Expulsions illégales

Les expulsions forcées vers la Syrie sont illégales, que ce soit en vertu du droit turc, européen ou international.«Tout à leur hâte de sceller leurs frontières, les dirigeants de l’UE ont délibérément fermé les yeux sur un fait très simple : la Turquie n’est pas un pays sûr pour les réfugiés syriens et la situation se dégrade en outre de jour en jour», a déclaré John Dalhuisen, directeur du programme Europe et Asie centrale d’Amnesty International.

«Les expulsions collectives de réfugiés syriens dont nous avons pris connaissance illustrent les profondes failles de l’accord UE-Turquie. Il s’agit d’un accord que l’on ne peut mettre en œuvre qu’avec un cœur de pierre et un allègre mépris pour le droit international.»

Renvois inhumains

L’accord UE-Turquie ouvre la voie au retour immédiat vers la Turquie des réfugiés syriens arrivant sur les îles grecques, au motif qu’il s’agit d’un pays d’asile sûr. Des responsables de l’UE ont dit espérer que les retours pourraient commencer dès lundi 4 avril 2016. L’opération séduction prolongée menée par l’UE vis-à-vis de la Turquie avant l’accord a déjà eu des effets désastreux sur les politiques turques à l’égard des réfugiés syriens.

«Loin de faire pression sur la Turquie pour qu’elle améliore la protection qu’elle offre aux réfugiés syriens, l’UE l’incite en fait à faire le contraire», a déclaré John Dalhuisen. «La Turquie a très probablement renvoyé en Syrie des milliers de réfugiés ces sept à neuf dernières semaines.
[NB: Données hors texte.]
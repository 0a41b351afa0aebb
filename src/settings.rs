//! Inference settings, layered from defaults, an optional file and
//! `REFGRAPH_*` environment variables.
use std::path::Path;
use std::time::Duration;

use config::{Config, Environment, File, FileFormat};
use serde::{Deserialize, Serialize};

use crate::builder::EmptyDomainPolicy;
use crate::error::Result;
use crate::inference::LoopyBp;

#[derive(Clone, Debug, PartialEq, Serialize, Deserialize)]
#[serde(default)]
pub struct InferenceSettings {
    pub epsilon: f64,
    pub max_iterations: usize,
    pub max_time_ms: Option<u64>,
    pub beam_size: usize,
    pub max_limit: usize,
    pub sloppy: bool,
    /// Worker threads, 0 lets the pool decide.
    pub threads: usize,
    pub empty_domain: EmptyDomainPolicy,
}

impl Default for InferenceSettings {
    fn default() -> Self {
        Self {
            epsilon: 0.01,
            max_iterations: 1000,
            max_time_ms: None,
            beam_size: 100,
            max_limit: 100,
            sloppy: false,
            threads: 0,
            empty_domain: EmptyDomainPolicy::default(),
        }
    }
}

impl InferenceSettings {
    pub fn load(path: Option<&Path>) -> Result<Self> {
        let mut builder = Config::builder();
        if let Some(path) = path {
            builder = builder.add_source(File::from(path));
        }
        let config = builder
            .add_source(Environment::with_prefix("REFGRAPH").try_parsing(true))
            .build()?;
        Ok(config.try_deserialize()?)
    }

    pub fn from_str(text: &str, format: FileFormat) -> Result<Self> {
        let config = Config::builder().add_source(File::from_str(text, format)).build()?;
        Ok(config.try_deserialize()?)
    }

    pub fn loopy_bp(&self) -> LoopyBp {
        let bp = LoopyBp::new(self.epsilon, self.max_iterations);
        match self.max_time_ms {
            Some(ms) => bp.with_max_time(Duration::from_millis(ms)),
            None => bp,
        }
    }
}
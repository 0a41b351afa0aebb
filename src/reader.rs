//! Reads logical forms from their textual notation. Grammar details live in `logic.pest`.
use pest::Parser;
use pest::iterators::{Pair, Pairs};
use pest_derive::Parser;

use crate::error::{RefgraphError, Result};
use crate::logic::{LogicalExpression, Type, Variable};

#[derive(Parser)]
#[grammar = "logic.pest"]
pub struct LogicParser;

/// Parses a single expression. Bound variables may omit their type after the
/// binder, e.g. `(lambda $0:e (boy:<e,t> $0))`.
pub fn read(text: &str) -> Result<LogicalExpression> {
    let mut pairs = LogicParser::parse(Rule::input, text)?;
    let input = next_pair(&mut pairs, "input")?;
    let mut inner = input.into_inner();
    let mut scope = Vec::new();
    build(next_pair(&mut inner, "expression")?, &mut scope)
}

/// Parses a type such as `<e,<e,t>>` or `t*`.
pub fn read_type(text: &str) -> Result<Type> {
    let mut pairs = LogicParser::parse(Rule::type_spec, text.trim())?;
    let pair = next_pair(&mut pairs, "type")?;
    if pair.as_str().len() != text.trim().len() {
        return Err(parse_error(format!("trailing input after type: {}", text), &pair));
    }
    build_type(pair)
}

fn next_pair<'i>(pairs: &mut Pairs<'i, Rule>, what: &str) -> Result<Pair<'i, Rule>> {
    pairs
        .next()
        .ok_or_else(|| RefgraphError::Invariant(format!("parser produced no {}", what)))
}

fn parse_error(message: String, pair: &Pair<Rule>) -> RefgraphError {
    let (line, col) = pair.as_span().start_pos().line_col();
    RefgraphError::Parse { message, line: Some(line), col: Some(col) }
}

fn index_of(pair: &Pair<Rule>) -> Result<u32> {
    pair.as_str()[1..]
        .parse()
        .map_err(|_| parse_error(format!("invalid index: {}", pair.as_str()), pair))
}

fn build(pair: Pair<Rule>, scope: &mut Vec<Variable>) -> Result<LogicalExpression> {
    match pair.as_rule() {
        Rule::lambda => {
            let mut inner = pair.into_inner();
            let mut binder = next_pair(&mut inner, "binder")?.into_inner();
            let index = index_of(&next_pair(&mut binder, "variable index")?)?;
            let ty = build_type(next_pair(&mut binder, "binder type")?)?;
            let argument = Variable::new(index, ty);
            scope.push(argument.clone());
            let body = build(next_pair(&mut inner, "lambda body")?, scope);
            scope.pop();
            Ok(LogicalExpression::lambda(argument, body?))
        }
        Rule::literal => {
            let mut inner = pair.into_inner();
            let predicate = build(next_pair(&mut inner, "predicate")?, scope)?;
            let args = inner
                .map(|arg| build(arg, scope))
                .collect::<Result<Vec<_>>>()?;
            Ok(LogicalExpression::literal(predicate, args))
        }
        Rule::skolem_id => Ok(LogicalExpression::skolem_id(index_of(&pair)?)),
        Rule::variable => {
            let mut inner = pair.clone().into_inner();
            let index = index_of(&next_pair(&mut inner, "variable index")?)?;
            match inner.next() {
                Some(ty) => Ok(LogicalExpression::variable(index, build_type(ty)?)),
                None => scope
                    .iter()
                    .rev()
                    .find(|v| v.index() == index)
                    .map(|v| LogicalExpression::Variable(v.clone()))
                    .ok_or_else(|| parse_error(format!("unbound untyped variable ${}", index), &pair)),
            }
        }
        Rule::constant => {
            let mut inner = pair.into_inner();
            let name = next_pair(&mut inner, "constant name")?.as_str().to_string();
            let ty = build_type(next_pair(&mut inner, "constant type")?)?;
            Ok(LogicalExpression::constant(&name, ty))
        }
        other => Err(RefgraphError::Invariant(format!("unexpected rule {:?}", other))),
    }
}

fn build_type(pair: Pair<Rule>) -> Result<Type> {
    match pair.as_rule() {
        Rule::type_spec => build_type(next_pair(&mut pair.into_inner(), "type")?),
        Rule::complex_type => {
            let mut inner = pair.into_inner();
            let domain = build_type(next_pair(&mut inner, "domain")?)?;
            let range = build_type(next_pair(&mut inner, "range")?)?;
            Ok(Type::complex(domain, range))
        }
        Rule::array_type => {
            let base = build_type(next_pair(&mut pair.into_inner(), "array base")?)?;
            Ok(Type::array(base))
        }
        Rule::primitive_type => Ok(Type::primitive(pair.as_str())),
        other => Err(RefgraphError::Invariant(format!("unexpected type rule {:?}", other))),
    }
}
Si l’accord est mis en œuvre comme prévu, il existe un risque réel que certaines des personnes renvoyées par l’UE en Turquie connaissent le même sort.»
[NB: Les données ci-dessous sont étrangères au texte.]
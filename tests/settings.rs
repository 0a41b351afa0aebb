use config::FileFormat;
use refgraph::builder::EmptyDomainPolicy;
use refgraph::error::RefgraphError;
use refgraph::features::Model;
use refgraph::settings::InferenceSettings;

#[test]
fn defaults() {
    let settings = InferenceSettings::default();
    assert_eq!(settings.epsilon, 0.01);
    assert_eq!(settings.max_iterations, 1000);
    assert_eq!(settings.beam_size, 100);
    assert_eq!(settings.max_limit, 100);
    assert!(!settings.sloppy);
    assert_eq!(settings.empty_domain, EmptyDomainPolicy::KeepPlaceholder);
    assert!(settings.loopy_bp().max_time().is_none());
}

#[test]
fn partial_files_keep_defaults() {
    let text = "epsilon = 0.1\nmax_time_ms = 250\nempty_domain = \"exclude\"\n";
    let settings = InferenceSettings::from_str(text, FileFormat::Toml).expect("settings");
    assert_eq!(settings.epsilon, 0.1);
    assert_eq!(settings.max_iterations, 1000);
    assert_eq!(settings.empty_domain, EmptyDomainPolicy::Exclude);
    let bp = settings.loopy_bp();
    assert_eq!(bp.epsilon(), 0.1);
    assert_eq!(bp.max_time(), Some(std::time::Duration::from_millis(250)));

    let json = InferenceSettings::from_str("{\"beam_size\": 5, \"sloppy\": true}", FileFormat::Json).expect("settings");
    assert_eq!(json.beam_size, 5);
    assert!(json.sloppy);
}

#[test]
fn invalid_values_are_config_errors() {
    let err = InferenceSettings::from_str("max_iterations = \"many\"\n", FileFormat::Toml).unwrap_err();
    assert!(matches!(err, RefgraphError::Config(_)));
}

#[test]
fn model_round_trips_through_json() {
    let mut model = Model::new();
    model.set(&["RELPREF", "banana", "poss", "person"], 1.1);
    let restored = Model::from_json(&model.to_json().expect("json")).expect("model");
    assert_eq!(restored.weight(&["RELPREF", "banana", "poss", "person"]), 1.1);
    assert_eq!(restored.weight(&["RELPREF"]), 0.0);
    assert!(matches!(Model::from_json("not json"), Err(RefgraphError::Serialization(_))));
}
use refgraph::assignment::{
    AssignmentGenerator, AssignmentGeneratorFactory, ReferenceAssignments, SpecificationMapping, StubFactory,
};
use refgraph::error::RefgraphError;
use refgraph::logic::{LogicLanguage, LogicalExpression};
use refgraph::reader::read;

const TWO_ENTITIES: &str = "(a:<id,<<e,t>,e>> !2 (lambda $0:e (and:<t*,t> (boy:<e,t> $0) \
    (c_ARG:<e,<e,t>> $0 (a:<id,<<e,t>,e>> !1 (lambda $1:e (and:<t*,t> (girl:<e,t> $1) \
    (poss:<e,<e,t>> $1 (ref:<id,e> na:id)))))))))";

#[test]
fn placeholder_gets_every_skolem_id() {
    let exp = read(TWO_ENTITIES).expect("parse");
    let language = LogicLanguage::default();
    let generator = ReferenceAssignments::new(&exp, &language);
    let candidates = generator.assignments(language.id_placeholder());
    assert_eq!(candidates, vec![LogicalExpression::skolem_id(1), LogicalExpression::skolem_id(2)]);
    assert!(generator.assignments(&read("boy:<e,t>").expect("parse")).is_empty());
    assert!(generator.assignments(&LogicalExpression::skolem_id(1)).is_empty());
}

#[test]
fn stub_factory_and_closures() {
    let exp = read(TWO_ENTITIES).expect("parse");
    let generator = StubFactory.create(&exp);
    assert!(generator.assignments(LogicLanguage::default().id_placeholder()).is_empty());

    let fixed = |_: &LogicalExpression| vec![LogicalExpression::skolem_id(7)];
    assert_eq!(fixed.assignments(&exp), vec![LogicalExpression::skolem_id(7)]);
}

#[test]
fn specification_mapping_expands_constants() {
    let mapping = SpecificationMapping::parse("c_ARG\tc_ARG1,c_ARG0\n\nc_OP\tc_op1\n").expect("mapping");
    assert_eq!(mapping.len(), 2);
    let general = read("c_ARG:<e,<e,t>>").expect("parse");
    let constant = general.as_constant().expect("constant");
    assert!(mapping.is_underspecified(constant));
    assert_eq!(
        mapping.assignments(constant),
        vec![read("c_ARG0:<e,<e,t>>").expect("parse"), read("c_ARG1:<e,<e,t>>").expect("parse")]
    );

    let specific = read("c_ARG1:<e,<e,t>>").expect("parse");
    assert_eq!(mapping.underspecify(specific.as_constant().expect("constant")), general);
    // Only binary relations are underspecified.
    let unary = read("c_ARG1:<e,t>").expect("parse");
    assert_eq!(mapping.underspecify(unary.as_constant().expect("constant")), unary);

    let language = LogicLanguage::default().with_specification_mapping(mapping);
    let exp = read(TWO_ENTITIES).expect("parse");
    let generator = ReferenceAssignments::new(&exp, &language);
    assert_eq!(generator.assignments(&general).len(), 2);
}

#[test]
fn malformed_mapping_lines() {
    let err = SpecificationMapping::parse("c_ARG c_ARG0\n").unwrap_err();
    assert!(matches!(err, RefgraphError::Parse { line: Some(1), .. }));
}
Des enfants et une femme enceinte expulsés

Un des cas recensés par Amnesty International est celui de trois enfants renvoyés en Syrie sans leurs parents. On peut aussi citer l’exemple d’une femme qui était enceinte de huit mois au moment de son expulsion.

«L’inhumanité et l’ampleur de ces renvois est véritablement choquante ; la Turquie doit immédiatement y mettre un terme», a déclaré John Dalhuisen. Beaucoup de ceux qui ont été renvoyés en Syrie semblent être des réfugiés non enregistrés, même si Amnesty International a également connaissance de cas de Syriens enregistrés qui ont quand même été expulsés après avoir été appréhendés sans leurs papiers.
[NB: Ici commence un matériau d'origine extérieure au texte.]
//! Selectional preferences of binary relations.
//!
//! For every binary relation literal whose first argument is the entity
//! variable of a skolem term, a factor ties the typing predicate of that
//! entity, the relation, and the typing of the second argument. When the
//! second argument is a reference, one factor is created per candidate
//! instance, firing only when the reference resolves to that instance.
use std::collections::HashMap;
use std::sync::Arc;

use tracing::warn;

use super::{FactorJob, FeatureSet, FeatureVector, Model, add_factor, head, instance_pairs, typing_node};
use crate::error::Result;
use crate::graph::{FactorGraph, Node, NodeId, VariableKind};
use crate::logic::{LogicLanguage, LogicalExpression};
use crate::table::NodeHasher;

pub const DEFAULT_TAG: &str = "RELPREF";

pub struct RelationSelectionalPreference {
    tag: String,
}

impl Default for RelationSelectionalPreference {
    fn default() -> Self {
        Self::new(DEFAULT_TAG)
    }
}

impl RelationSelectionalPreference {
    pub fn new(tag: &str) -> Self {
        Self { tag: tag.to_string() }
    }
}

/// Trigram `arg1-relation-arg2` plus both bigrams. Passive relations are
/// recorded in active form with the arguments swapped.
fn relation_features(
    tag: &str,
    language: &LogicLanguage,
    first: &Option<LogicalExpression>,
    relation: &Option<LogicalExpression>,
    second: &Option<LogicalExpression>,
) -> FeatureVector {
    let passive = relation.as_ref().is_some_and(|r| language.is_passive_predicate(r));
    let (first, relation, second) = if passive {
        let active = relation.as_ref().map(|r| language.make_relation_active(r));
        (head(language, second), head(language, &active), head(language, first))
    } else {
        (head(language, first), head(language, relation), head(language, second))
    };
    let mut features = FeatureVector::new();
    features.set(&[tag, first.as_str(), relation.as_str(), second.as_str()], 1.0);
    features.set(&[tag, first.as_str(), relation.as_str()], 1.0);
    features.set(&[tag, relation.as_str(), second.as_str()], 1.0);
    features
}

impl FeatureSet for RelationSelectionalPreference {
    fn tag(&self) -> &str {
        &self.tag
    }

    fn create_factor_jobs(
        &self,
        graph: &FactorGraph,
        language: &Arc<LogicLanguage>,
        model: &Arc<Model>,
    ) -> Result<Vec<FactorJob>> {
        let order = graph.preorder();

        // Lambda argument node of each skolem term -> its typing predicate node.
        let mut typing_of: HashMap<NodeId, NodeId, NodeHasher> = HashMap::default();
        for id in &order {
            let node = graph.node(*id)?;
            let Some(literal) = node.as_literal() else { continue };
            if !language.is_skolem_term(node.expression()) {
                continue;
            }
            if let Some(lambda) = graph.node(literal.args()[1])?.as_lambda() {
                if let Some(typing) = typing_node(graph, language, literal)? {
                    typing_of.insert(lambda.argument(), typing.predicate());
                }
            }
        }
        let pairs = instance_pairs(graph, language)?;

        let mut jobs: Vec<FactorJob> = Vec::new();
        let mut counter = 0;
        for id in &order {
            let node = graph.node(*id)?;
            let Some(literal) = node.as_literal() else { continue };
            if literal.args().len() != 2
                || language.is_skolem_term(node.expression())
                || language.is_coordination_predicate(graph.node(literal.predicate())?.expression())
            {
                continue;
            }
            let relation = literal.predicate();
            let Some(bound) = graph.node(literal.args()[0])?.as_bound() else {
                warn!(literal = %node.expression(), "unexpected first argument in a binary literal");
                continue;
            };
            let first_typing = bound.binder().and_then(|b| typing_of.get(&b).copied());
            let second = graph.node(literal.args()[1])?;

            match second {
                Node::Literal(argument) if language.is_ref_literal(second.expression()) => {
                    let reference = argument.args()[0];
                    if graph.node(reference)?.as_variable().is_none() {
                        warn!(literal = %node.expression(), "reference without a variable node");
                        continue;
                    }
                    for (instance_typing, instance) in &pairs {
                        counter += 1;
                        let nodes = vec![
                            first_typing,
                            Some(reference),
                            *instance_typing,
                            Some(*instance),
                            Some(relation),
                        ];
                        let label = format!("{}{}", self.tag, counter);
                        let (tag, language, model) = (self.tag.clone(), language.clone(), model.clone());
                        jobs.push(Box::new(move |graph: &FactorGraph| {
                            add_factor(graph, &model, label, &nodes, |values| {
                                // The reference and the instance must carry the same ID.
                                if values[1].is_some() && values[1] == values[3] {
                                    relation_features(&tag, &language, &values[0], &values[4], &values[2])
                                } else {
                                    FeatureVector::new()
                                }
                            })
                            .map(|_| ())
                        }));
                    }
                }
                Node::Literal(argument) if language.is_skolem_term(second.expression()) => {
                    let second_typing =
                        typing_node(graph, language, argument)?.map(|typing| typing.predicate());
                    counter += 1;
                    jobs.push(self.triple_job(counter, first_typing, relation, second_typing, language, model));
                }
                Node::Variable(constant) if constant.kind() == VariableKind::Constant => {
                    counter += 1;
                    jobs.push(self.triple_job(counter, first_typing, relation, Some(constant.id()), language, model));
                }
                _ => {
                    warn!(literal = %node.expression(), "unexpected second argument in a binary literal");
                }
            }
        }
        Ok(jobs)
    }
}

impl RelationSelectionalPreference {
    fn triple_job(
        &self,
        counter: usize,
        first: Option<NodeId>,
        relation: NodeId,
        second: Option<NodeId>,
        language: &Arc<LogicLanguage>,
        model: &Arc<Model>,
    ) -> FactorJob {
        let label = format!("{}{}", self.tag, counter);
        let nodes = vec![first, Some(relation), second];
        let (tag, language, model) = (self.tag.clone(), language.clone(), model.clone());
        Box::new(move |graph: &FactorGraph| {
            add_factor(graph, &model, label, &nodes, |values| {
                relation_features(&tag, &language, &values[0], &values[1], &values[2])
            })
            .map(|_| ())
        })
    }
}
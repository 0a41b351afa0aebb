use std::cmp::Ordering;

use serde::{Serialize, Serializer};

use crate::error::Result;
use crate::features::FeatureVector;
use crate::logic::LogicalExpression;
use crate::table::Mapping;

fn as_text<S: Serializer>(expression: &LogicalExpression, serializer: S) -> std::result::Result<S::Ok, S::Error> {
    serializer.collect_str(expression)
}

// ------------- EvaluationResult -------------
/// One joint assignment, the expression it resolves to, and its score.
#[derive(Clone, Debug, Serialize)]
pub struct EvaluationResult {
    score: f64,
    features: FeatureVector,
    #[serde(serialize_with = "as_text")]
    result: LogicalExpression,
    #[serde(skip)]
    mapping: Mapping,
}

impl EvaluationResult {
    pub fn new(score: f64, features: FeatureVector, result: LogicalExpression, mapping: Mapping) -> Self {
        Self { score, features, result, mapping }
    }
    pub fn score(&self) -> f64 {
        self.score
    }
    pub fn features(&self) -> &FeatureVector {
        &self.features
    }
    pub fn result(&self) -> &LogicalExpression {
        &self.result
    }
    /// Chosen value per variable node. Nodes left unresolved are absent.
    pub fn mapping(&self) -> &Mapping {
        &self.mapping
    }
    pub fn to_json(&self) -> Result<String> {
        Ok(serde_json::to_string(self)?)
    }
}

impl PartialEq for EvaluationResult {
    fn eq(&self, other: &Self) -> bool {
        self.cmp(other) == Ordering::Equal
    }
}
impl Eq for EvaluationResult {}
impl PartialOrd for EvaluationResult {
    fn partial_cmp(&self, other: &Self) -> Option<Ordering> {
        Some(self.cmp(other))
    }
}
impl Ord for EvaluationResult {
    fn cmp(&self, other: &Self) -> Ordering {
        self.score
            .total_cmp(&other.score)
            .then_with(|| self.result.cmp(&other.result))
    }
}

// ------------- ProbEvaluationResult -------------
#[derive(Clone, Debug, Serialize)]
pub struct ProbEvaluationResult {
    #[serde(flatten)]
    evaluation: EvaluationResult,
    log_probability: f64,
}

impl ProbEvaluationResult {
    pub fn new(
        score: f64,
        features: FeatureVector,
        result: LogicalExpression,
        mapping: Mapping,
        log_probability: f64,
    ) -> Self {
        Self {
            evaluation: EvaluationResult::new(score, features, result, mapping),
            log_probability,
        }
    }
    pub fn evaluation(&self) -> &EvaluationResult {
        &self.evaluation
    }
    pub fn score(&self) -> f64 {
        self.evaluation.score
    }
    pub fn features(&self) -> &FeatureVector {
        &self.evaluation.features
    }
    pub fn result(&self) -> &LogicalExpression {
        &self.evaluation.result
    }
    pub fn mapping(&self) -> &Mapping {
        &self.evaluation.mapping
    }
    pub fn log_probability(&self) -> f64 {
        self.log_probability
    }
    pub fn probability(&self) -> f64 {
        self.log_probability.exp()
    }
    pub fn to_json(&self) -> Result<String> {
        Ok(serde_json::to_string(self)?)
    }
}

impl PartialEq for ProbEvaluationResult {
    fn eq(&self, other: &Self) -> bool {
        self.cmp(other) == Ordering::Equal
    }
}
impl Eq for ProbEvaluationResult {}
impl PartialOrd for ProbEvaluationResult {
    fn partial_cmp(&self, other: &Self) -> Option<Ordering> {
        Some(self.cmp(other))
    }
}
impl Ord for ProbEvaluationResult {
    fn cmp(&self, other: &Self) -> Ordering {
        self.evaluation
            .cmp(&other.evaluation)
            .then_with(|| self.log_probability.total_cmp(&other.log_probability))
    }
}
Des réfugiés syriens privés d’enregistrement

Les recherches récemment menées par Amnesty International montrent également que les autorités turques ont réduit le nombre d’enregistrements de réfugiés syriens dans les départements frontaliers de la Syrie, dans le sud du pays. Cette immatriculation est requise pour bénéficier de services de base. À Gaziantep, Amnesty International a rencontré le fils d’une femme que seule une intervention chirurgicale en urgence pouvait sauver, mais qui n’a pas été autorisée à se faire enregistrer - ce qui la privait donc d’opération. Elle a finalement pu être enregistrée ailleurs et a pu recevoir les soins requis.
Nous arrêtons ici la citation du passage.